KALETRA KUDOS ICAAC’s shocker was a scrappy but small study by Houston’s Joe Gathe, MD, who started 30 patients (with an average CD4 count of 169 and viral load of 250,000) on the PI Kaletra (ritonavir/lopinavir) alone—that’s right: no nukes! Of the 22 who stayed in the trial after six months, all but one reached undetectable—and an average CD4 count over 200. Is this the dawn of a simpler, cheaper, less side-effect-ridden starting option that actually works? “I’m a believer,” says Florida’s Gerald Pierone, MD.

NO NUKES-ONLY The triple-nuke combo Ziagen (abacavir), Epivir (3TC) and Viread (tenofovir) bombed as a starter regimen compared to Ziagen, 3TC plus non-nuke Sustiva (efavirenz). After the flop of triple-nuke only Trizivir against nukes-plus-Sustiva for newbies, this latest casts even more doubt on starting HAART with nukes alone. Feinberg says her patients have been on triple-nuke combos in studies, but “I’d rarely prescribed it and I’m even less inclined to now.”

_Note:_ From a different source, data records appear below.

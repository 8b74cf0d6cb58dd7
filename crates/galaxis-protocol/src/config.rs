//! Protocol limits.

use serde::{Deserialize, Serialize};

/// Largest payload accepted from a header unless configured otherwise.
///
/// Full galaxy snapshots in late-game turns are the biggest messages on
/// the wire and stay well below this.
pub const DEFAULT_MAX_PAYLOAD_LEN: usize = 64 * 1024 * 1024;

/// How many payload bytes the diagnostic renderer shows by default.
pub const DEFAULT_PREVIEW_LEN: usize = 256;

/// Limits applied when decoding untrusted input.
///
/// Both ends of a connection may run with different limits; a peer that
/// sends more than the receiver allows gets its header rejected before
/// any payload memory is allocated.
///
/// `#[serde(default)]` lets a config file set only the fields it cares
/// about.
#[derive(Debug, Clone, PartialEq, Eq, Serialize, Deserialize)]
#[serde(default)]
pub struct ProtocolLimits {
    /// Maximum payload length, in bytes, a header may announce.
    pub max_payload_len: usize,

    /// Number of payload bytes included when rendering an envelope.
    pub preview_len: usize,
}

impl Default for ProtocolLimits {
    fn default() -> Self {
        Self {
            max_payload_len: DEFAULT_MAX_PAYLOAD_LEN,
            preview_len: DEFAULT_PREVIEW_LEN,
        }
    }
}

LINER NOTES A study found that when HIVers got therapeutic drug monitoring (TDM)—the lab test that measures the actual levels of a drug in your system—and then had med doses adjusted based on the TDM reading, they ended up with fewer side effects but just as good HIV management as a group without TDM. On the treatment horizon, Pfizer’s experimental oral entry inhibitor, UK-427,857, squashed viral loads in HIVers for 10 days with no major side effects.